15 Best Cookie Baking Tips

By Jennette Ross / October 19, 2015
cookie baking tips

Cookie baking tips aren't just for new bakers. Everyone botches a batch here and there. Sometimes the reasons for why the cookies look like a hockey puck allude even the best. But we all keep trying, crossing our fingers that this batch will take because cookies are worth trying again for. 

Come on, warm, gooey, fresh out of the oven cookies...nothing beats it. The first bite instantly transports the heart right back to happy childhood memories of Grandma's kitchen. I can remember my mom greeting my brothers and me with a plate of home-made cookies after a long hard day battling the many perils of elementary school.

Cookies make everything better. 

Cookies are so much more than flour and sugar, they are little bites of comfort and love. Nothing is more disappointing though than laboring over this love, only to have the cookies burn or morph into one enormously thin, hard cookie blob, instead of the dozen carefully spooned out cookies planned on.

We've all been there, scraping the bowl with gleeful anticipation as each mound of cookie batter rests so hopeful and full of promise on the cookie tray. Then comes the big moment, time to go gingerly into the oven to watch as the magic ensues.

Yet, egad! What once was a scene of excitement and wonder, quickly turns for the worse. The oven, once thought to be a port of good tidings, has become a cookie tomb. There is no way to save them, it's much too late. Another cookie batch has met an untimely cookie demise in the oven of doom!

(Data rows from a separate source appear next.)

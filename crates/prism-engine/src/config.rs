//! Simulation configuration, validation, and error types.
//!
//! [`SimulationConfig`] is the builder-input for constructing a
//! [`Simulation`](crate::Simulation). [`validate()`](SimulationConfig::validate)
//! checks structural invariants at startup and returns the resolved
//! [`Domain`].

use std::error::Error;
use std::fmt;

use prism_core::{ActiveBand, Domain, DomainError, StableConfig};
use prism_operator::{DurationSteps, Operator};

// ── ScriptStep ─────────────────────────────────────────────────────

/// One scripted operator application: move the current state toward
/// `target` using `operator` over `steps`.
#[derive(Clone, Copy, Debug, PartialEq, Eq)]
pub struct ScriptStep {
    /// The operator to apply.
    pub operator: Operator,
    /// The stable configuration to move toward.
    pub target: StableConfig,
    /// Step count passed to the operator.
    pub steps: DurationSteps,
}

impl ScriptStep {
    /// Instant establish of `target`.
    pub fn potentiality(target: StableConfig) -> Self {
        Self {
            operator: Operator::Potentiality,
            target,
            steps: DurationSteps::new(0),
        }
    }

    /// Linear approach toward `target` over `steps`.
    pub fn genesis(target: StableConfig, steps: u32) -> Self {
        Self {
            operator: Operator::Genesis,
            target,
            steps: DurationSteps::new(steps),
        }
    }

    /// Cubic decay toward `target` over `steps`.
    pub fn quench(target: StableConfig, steps: u32) -> Self {
        Self {
            operator: Operator::Quench,
            target,
            steps: DurationSteps::new(steps),
        }
    }
}

impl fmt::Display for ScriptStep {
    fn fmt(&self, f: &mut fmt::Formatter<'_>) -> fmt::Result {
        write!(f, "{} -> {} ({} steps)", self.operator, self.target, self.steps.get())
    }
}

/// The reference script: establish Potential, power up to Active over
/// 50 steps, then quench back to Null over 20.
pub fn canonical_script() -> Vec<ScriptStep> {
    vec![
        ScriptStep::potentiality(StableConfig::Potential),
        ScriptStep::genesis(StableConfig::Active, 50),
        ScriptStep::quench(StableConfig::Null, 20),
    ]
}

// ── ConfigError ────────────────────────────────────────────────────

/// Errors detected during [`SimulationConfig::validate()`].
#[derive(Clone, Debug, PartialEq, Eq)]
pub enum ConfigError {
    /// The domain dimensions are invalid.
    Domain(DomainError),
    /// The script contains no steps.
    EmptyScript,
}

impl fmt::Display for ConfigError {
    fn fmt(&self, f: &mut fmt::Formatter<'_>) -> fmt::Result {
        match self {
            Self::Domain(e) => write!(f, "domain: {e}"),
            Self::EmptyScript => write!(f, "script has no steps"),
        }
    }
}

impl Error for ConfigError {
    fn source(&self) -> Option<&(dyn Error + 'static)> {
        match self {
            Self::Domain(e) => Some(e),
            Self::EmptyScript => None,
        }
    }
}

impl From<DomainError> for ConfigError {
    fn from(e: DomainError) -> Self {
        Self::Domain(e)
    }
}

// ── SimulationConfig ───────────────────────────────────────────────

/// Everything needed to build a [`Simulation`](crate::Simulation).
#[derive(Clone, Debug, PartialEq)]
pub struct SimulationConfig {
    /// Domain width in cells. Default: 100.
    pub width: u32,
    /// Domain height in cells. Default: 10.
    pub height: u32,
    /// Band geometry for Active and Potential.
    pub band: ActiveBand,
    /// The configuration the run starts from. Default: Null.
    pub initial: StableConfig,
    /// Operator applications, run in order.
    pub script: Vec<ScriptStep>,
}

impl Default for SimulationConfig {
    fn default() -> Self {
        Self {
            width: 100,
            height: 10,
            band: ActiveBand::default(),
            initial: StableConfig::Null,
            script: canonical_script(),
        }
    }
}

impl SimulationConfig {
    /// Check structural invariants and resolve the domain.
    pub fn validate(&self) -> Result<Domain, ConfigError> {
        let domain = Domain::new(self.width, self.height)?;
        if self.script.is_empty() {
            return Err(ConfigError::EmptyScript);
        }
        Ok(domain)
    }

    /// Total frames the script records when run to completion.
    pub fn expected_frames(&self) -> u64 {
        self.script
            .iter()
            .map(|s| s.operator.frame_count(s.steps))
            .sum()
    }
}
//! Core types for the Prism state-transition engine.
//!
//! This is the leaf crate with zero internal dependencies. It defines
//! the cell [`Domain`], the 8-bit [`Grid`], the paired coverage/intensity
//! [`State`], the three stable configurations, and the error types shared
//! by the operator and engine crates.

#![deny(missing_docs)]
#![deny(rustdoc::broken_intra_doc_links)]
#![forbid(unsafe_code)]

pub mod domain;
pub mod error;
pub mod grid;
pub mod stable;
pub mod state;

pub use domain::Domain;
pub use error::{DomainError, OperatorError, StateError};
pub use grid::Grid;
pub use stable::{ActiveBand, StableConfig, StableStates};
pub use state::State;
//! The [`State`] snapshot: a named coverage grid paired with an
//! intensity grid over one domain.

use crate::domain::Domain;
use crate::error::{DomainError, StateError};
use crate::grid::Grid;

/// A snapshot of the process at one point in time.
///
/// Coverage (the "shape") says where the state exists: 0 is absent and
/// 255 fully present. Intensity is the per-cell energy. Both grids always
/// share one [`Domain`]; the constructors enforce it and no accessor can
/// replace a grid with one of different bounds.
///
/// The name is for diagnostics only and plays no part in equality of
/// cells. Use [`same_cells`](State::same_cells) to compare grids while
/// ignoring names.
#[derive(Clone, Debug, PartialEq, Eq)]
pub struct State {
    name: String,
    shape: Grid,
    intensity: Grid,
}

impl State {
    /// Pair two grids under a name.
    pub fn new(name: impl Into<String>, shape: Grid, intensity: Grid) -> Result<Self, StateError> {
        if shape.domain() != intensity.domain() {
            return Err(StateError::GridMismatch {
                shape: shape.domain(),
                intensity: intensity.domain(),
            });
        }
        Ok(Self {
            name: name.into(),
            shape,
            intensity,
        })
    }

    /// Build a state from two raw row-major buffers.
    pub fn from_buffers(
        name: impl Into<String>,
        domain: Domain,
        shape: Vec<u8>,
        intensity: Vec<u8>,
    ) -> Result<Self, StateError> {
        let shape = Grid::from_vec(domain, shape)?;
        let intensity = Grid::from_vec(domain, intensity)?;
        Self::new(name, shape, intensity)
    }

    /// Zero coverage and zero intensity everywhere.
    pub fn empty(name: impl Into<String>, domain: Domain) -> Self {
        Self {
            name: name.into(),
            shape: Grid::zeroed(domain),
            intensity: Grid::zeroed(domain),
        }
    }

    /// Diagnostic name.
    pub fn name(&self) -> &str {
        &self.name
    }

    /// Bounds shared by both grids.
    pub fn domain(&self) -> Domain {
        self.shape.domain()
    }

    /// The coverage grid.
    pub fn shape(&self) -> &Grid {
        &self.shape
    }

    /// The intensity grid.
    pub fn intensity(&self) -> &Grid {
        &self.intensity
    }

    /// Row-major coverage values.
    pub fn coverage(&self) -> &[u8] {
        self.shape.as_slice()
    }

    /// Row-major intensity values.
    pub fn intensities(&self) -> &[u8] {
        self.intensity.as_slice()
    }

    /// Coverage at `(x, y)`.
    pub fn coverage_at(&self, x: u32, y: u32) -> Result<u8, DomainError> {
        self.shape.get(x, y)
    }

    /// Intensity at `(x, y)`.
    pub fn intensity_at(&self, x: u32, y: u32) -> Result<u8, DomainError> {
        self.intensity.get(x, y)
    }

    /// Mutable row-major coverage values.
    pub fn coverage_mut(&mut self) -> &mut [u8] {
        self.shape.as_mut_slice()
    }

    /// Mutable row-major intensity values.
    pub fn intensity_mut(&mut self) -> &mut [u8] {
        self.intensity.as_mut_slice()
    }

    /// Overwrite both channels of one cell.
    pub fn set_cell(
        &mut self,
        x: u32,
        y: u32,
        coverage: u8,
        intensity: u8,
    ) -> Result<(), DomainError> {
        self.shape.set(x, y, coverage)?;
        self.intensity.set(x, y, intensity)
    }

    /// Deep copy under a new name.
    pub fn renamed(&self, name: impl Into<String>) -> Self {
        Self {
            name: name.into(),
            shape: self.shape.clone(),
            intensity: self.intensity.clone(),
        }
    }

    /// Sum of intensity over cells with non-zero coverage.
    ///
    /// Cells with zero coverage contribute nothing whatever their
    /// intensity. Recomputed on every call.
    pub fn total_magnitude(&self) -> u64 {
        self.coverage()
            .iter()
            .zip(self.intensities())
            .filter(|&(&c, _)| c > 0)
            .map(|(_, &i)| u64::from(i))
            .sum()
    }

    /// Number of cells with non-zero coverage.
    pub fn covered_cells(&self) -> usize {
        self.coverage().iter().filter(|&&c| c > 0).count()
    }

    /// Mean intensity over covered cells, `0.0` when nothing is covered.
    pub fn mean_intensity(&self) -> f64 {
        match self.covered_cells() {
            0 => 0.0,
            n => self.total_magnitude() as f64 / n as f64,
        }
    }

    /// Cell-for-cell equality of both grids, ignoring names.
    pub fn same_cells(&self, other: &State) -> bool {
        self.shape == other.shape && self.intensity == other.intensity
    }
}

Maybe that's a little dramatic, but still no one wants to put the time and energy into making home-made cookies just to turn around and toss them in the garbage. What a waste of ingredients and effort. ​Because cookie misfortunes happen to even the most seasoned bakers, we compiled a list of 15 cookie baking tips to help all bakers make perfect "grandma standard" cookies every time. 

1

Thick Baking Pans 

cookie baking tips

Perhaps you are thinking I am jumping the gun, talking about pans before getting into ingredients or tips pertaining to at least the batter in some way. But let me reassure you, whether you use margarine or the length the dough is chilled won't matter if you don't have the right type of pan to bake the cookies on.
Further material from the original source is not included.